Letzte Aktualisierung: 08.10.2025
Datensätze gesamt: 128474

Projekt "Duikboot"

Verfasst von Frans Beckers und Walter Cloots

Das Projekt-Thema

Tauchboot (DE) = Submersible (EN) = Duikboot (NL)

DUIKBOOT ist der Name einer Datenbank über deutsche U-Boote im 2.Weltkrieg.
In dieser Datenbank sind Daten und Fakten zu finden über Bestellung, Kiellegung, Stapellauf, Indienststellung, wichtige Ereignisse während des operationellen Lebens der Boote (inkl. Operationen während des Spanischen Bürgerkriegs), Verlust, usw.


Was ist es?

DUIKBOOT ist eine Datenbank, d.h. dieses Projekt umfasst nur Daten: keine Bilder und Fotos, keine farbigen Meereskarten, keine Zeichnungen und auch keine ausgeschriebenen Geschichten. Nur Daten.


Wieso heißt das Projekt “DUIKBOOT”?

Weil die Autoren der Datenbank zwei Flamen sind, und man in diesem Landesteil von Belgien Flämisch spricht - offiziell heißt die Sprache “Niederländisch”. Unsere (und jetzt auch Ihre) Datenbank nennt sich seit langem DUIKBOOT, das niederländische Wort für Tauchboot, und weil das Kind auch im Historischen MarineArchiv (HMA) einen Namen haben musste, wurde der Einfachheit halber der ursprüngliche NL-Name beibehalten.


Ein kleines Wort zu den Autoren

Wie oben angemerkt sind wir zwei Belgier.
Um etwa 1975 wurde aus unserem Interesse für dieses Thema eine richtige Freizeitbeschäftigung.
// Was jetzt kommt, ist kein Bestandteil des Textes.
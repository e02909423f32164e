//! The inbound request surface.
//!
//! The mobile side of the bridge sends requests by name over its messaging channel, one at a
//! time. Each name maps onto the closed [`Request`] alphabet below; anything outside it fails
//! with [`NotImplemented`][crate::error::ErrorKind::NotImplemented] rather than crashing the
//! channel handler.

use std::str::FromStr;
use std::sync::Arc;
use std::time::Duration;

use crate::adapter::DiscoveryAdapter;
use crate::error::ErrorKind;
use crate::notifier::{LogNotifier, Notifier};
use crate::permissions::{
    required_permissions, AlwaysGranted, Permission, PermissionGate, PlatformConfig,
};
use crate::scheduler::{Scheduler, TokioScheduler};
use crate::session::{ScanSession, DEFAULT_SCAN_PERIOD};
use crate::{Error, Result};

/// The closed set of requests the mobile side may send.
#[derive(Debug, Clone, Copy, PartialEq, Eq, Hash)]
pub enum Request {
    /// List the devices currently bonded with the host
    GetPairedDevices,
    /// Power the radio on if it is off
    EnableBluetooth,
    /// Request any missing Bluetooth permissions from the user
    RequestPermissions,
    /// Start a scan session
    StartScan,
    /// Stop the scan session
    StopScan,
    /// Snapshot the current scan results
    GetScanResults,
}

impl Request {
    /// The wire name of this request on the messaging channel.
    pub fn name(&self) -> &'static str {
        match self {
            Request::GetPairedDevices => "getPairedDevices",
            Request::EnableBluetooth => "enableBluetooth",
            Request::RequestPermissions => "requestBluetoothPermissions",
            Request::StartScan => "startScan",
            Request::StopScan => "stopScan",
            Request::GetScanResults => "getScanResults",
        }
    }

    /// Maps a wire name onto the request alphabet.
    ///
    /// Unknown names fail with [`NotImplemented`][ErrorKind::NotImplemented].
    pub fn from_name(name: &str) -> Result<Self> {
        match name {
            "getPairedDevices" => Ok(Request::GetPairedDevices),
            "enableBluetooth" => Ok(Request::EnableBluetooth),
            "requestBluetoothPermissions" => Ok(Request::RequestPermissions),
            "startScan" => Ok(Request::StartScan),
            "stopScan" => Ok(Request::StopScan),
            "getScanResults" => Ok(Request::GetScanResults),
            _ => Err(Error::new(
                ErrorKind::NotImplemented,
                None,
                format!("unknown request {name:?}"),
            )),
        }
    }
}

impl FromStr for Request {
    type Err = Error;

    fn from_str(s: &str) -> Result<Self> {
        Request::from_name(s)
    }
}

/// A successful reply to a [`Request`].
#[derive(Debug, Clone, PartialEq, Eq)]
pub enum Response {
    /// Acknowledgement with no payload
    Done,
    /// Rendered `"name - address"` labels, one per device
    Devices(Vec<String>),
}

/// Construction parameters for a [`Bridge`].
///
/// Only the collaborators the host actually has need to be filled in; the rest default to
/// no adapter, an [`AlwaysGranted`] permission gate, a [`LogNotifier`], the Tokio scheduler,
/// an unversioned platform, and the default scan period.
pub struct BridgeConfig {
    /// The radio capability, absent on hosts without Bluetooth
    pub adapter: Option<Arc<dyn DiscoveryAdapter>>,
    /// The host's permission checks and request dialog
    pub permissions: Arc<dyn PermissionGate>,
    /// The host's notification surface
    pub notifier: Arc<dyn Notifier>,
    /// The expiry scheduler; `None` uses a [`TokioScheduler`] on the current runtime
    pub scheduler: Option<Arc<dyn Scheduler>>,
    /// Platform facts used to resolve the required permission set
    pub platform: PlatformConfig,
    /// How long each scan generation runs before stopping itself
    pub scan_period: Duration,
}

impl Default for BridgeConfig {
    fn default() -> Self {
        BridgeConfig {
            adapter: None,
            permissions: Arc::new(AlwaysGranted),
            notifier: Arc::new(LogNotifier),
            scheduler: None,
            platform: PlatformConfig::default(),
            scan_period: DEFAULT_SCAN_PERIOD,
        }
    }
}

/// Dispatches the six named bridge operations onto the scan session and its collaborators.
///
/// Created once at application startup and kept for the life of the messaging channel.
pub struct Bridge {
    adapter: Option<Arc<dyn DiscoveryAdapter>>,
    permissions: Arc<dyn PermissionGate>,
    notifier: Arc<dyn Notifier>,
    required: Vec<Permission>,
    session: Arc<ScanSession>,
}

impl Bridge {
    /// Builds a bridge and its scan session from `config`.
    ///
    /// The required permission set is resolved here, once, from the platform config.
    ///
    /// # Panics
    ///
    /// Panics when `config.scheduler` is `None` and no Tokio runtime is entered.
    pub fn with_config(config: BridgeConfig) -> Self {
        let scheduler = config
            .scheduler
            .unwrap_or_else(|| Arc::new(TokioScheduler::new()));
        let session = ScanSession::with_scan_period(
            config.adapter.clone(),
            scheduler,
            config.notifier.clone(),
            config.scan_period,
        );

        Bridge {
            adapter: config.adapter,
            permissions: config.permissions,
            notifier: config.notifier,
            required: required_permissions(&config.platform),
            session,
        }
    }

    /// The scan session this bridge dispatches to.
    ///
    /// The host's platform layer needs this to feed discovery events, typically via
    /// [`ScanSession::pump`].
    pub fn session(&self) -> &Arc<ScanSession> {
        &self.session
    }

    /// The permissions this platform requires, resolved at construction.
    pub fn required_permissions(&self) -> &[Permission] {
        &self.required
    }

    /// Handles one request from the messaging channel.
    pub fn handle(&self, request: Request) -> Result<Response> {
        match request {
            Request::GetPairedDevices => Ok(Response::Devices(self.paired_devices())),
            Request::EnableBluetooth => {
                self.enable_bluetooth()?;
                Ok(Response::Done)
            }
            Request::RequestPermissions => {
                self.request_permissions()?;
                Ok(Response::Done)
            }
            Request::StartScan => {
                self.session.start();
                Ok(Response::Done)
            }
            Request::StopScan => {
                self.session.stop();
                Ok(Response::Done)
            }
            Request::GetScanResults => Ok(Response::Devices(
                self.session.results().iter().map(|s| s.to_string()).collect(),
            )),
        }
    }

    /// Handles a request arriving as a wire name.
    pub fn handle_named(&self, name: &str) -> Result<Response> {
        self.handle(Request::from_name(name)?)
    }

    /// Reports the outcome of a permission request back to the user.
    ///
    /// Hosts call this from their grant-result callback once the user has dismissed the
    /// permission dialog triggered by [`Request::RequestPermissions`].
    pub fn on_permissions_result(&self, outcomes: &[(Permission, bool)]) {
        if outcomes.iter().all(|(_, granted)| *granted) {
            self.notifier.notify("Bluetooth permissions granted");
        } else {
            self.notifier.notify("Bluetooth permissions denied");
        }
    }

    fn paired_devices(&self) -> Vec<String> {
        match &self.adapter {
            Some(adapter) if adapter.is_enabled() => {
                adapter.paired_devices().iter().map(|d| d.to_string()).collect()
            }
            _ => Vec::new(),
        }
    }

    fn enable_bluetooth(&self) -> Result<()> {
        let Some(adapter) = &self.adapter else {
            return Err(ErrorKind::AdapterUnavailable.into());
        };
        if !adapter.is_enabled() {
            adapter.enable()?;
        }
        Ok(())
    }

    fn request_permissions(&self) -> Result<()> {
        let missing: Vec<Permission> = self
            .required
            .iter()
            .copied()
            .filter(|p| !self.permissions.is_granted(*p))
            .collect();

        if missing.is_empty() {
            self.notifier.notify("Bluetooth permissions already granted");
            return Ok(());
        }
        self.permissions.request(&missing)
    }
}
Wir sind keine Profis, keine studierten Historiker, aber begeisterte Amateure.
Frans Beckers war ein (strenger, aber gerechter) Polizei-Kommissar einer Großstadt und
Walter Cloots ein Elektro-Mechaniker, der berufsmäßig die Lagerverwaltung eines Telekom-Großbetriebes führte.
Deutsch ist für uns eine Fremdsprache, aber wir wetten, dass Niederländisch für 95% der HMA-Nutzer/Leser auch eine ist…


DUIKBOOT im HMA

Mitte 2011 wurde - Dank der freundlichen Kontaktvermittlung von und die Unterstützung durch Thomas WEIS (aka „TW“) - mit Thorsten REICH (aka „t-geronimo“) Verbindung aufgenommen, um DUIKBOOT dem HMA als mögliches Projekt anzubieten.
Bis zum 8.Juni 2012, Datum der Freigabe von DUIKBOOT im HMA mit damals etwa 67.000 Datensätzen (*), wurde von der technischen Abteilung des HMA fast ein Jahr lang viel Freizeit verwendet für die Programmierung der Such- und Filterfunktionen, die sich hinter der Suchmaske verbergen.
(*) Die heutige Zahl der Sätze steht unterhalb des Datums der letzte Aktualisierung: ein kleines Zeugnis, das die Datenbank lebt und ständig erweitert wird.
Das die Datenbank so angeboten wird wie zur Zeit (mit den viele Suchfunktionen), verdanken wir dem Technik-Bereich des HMA.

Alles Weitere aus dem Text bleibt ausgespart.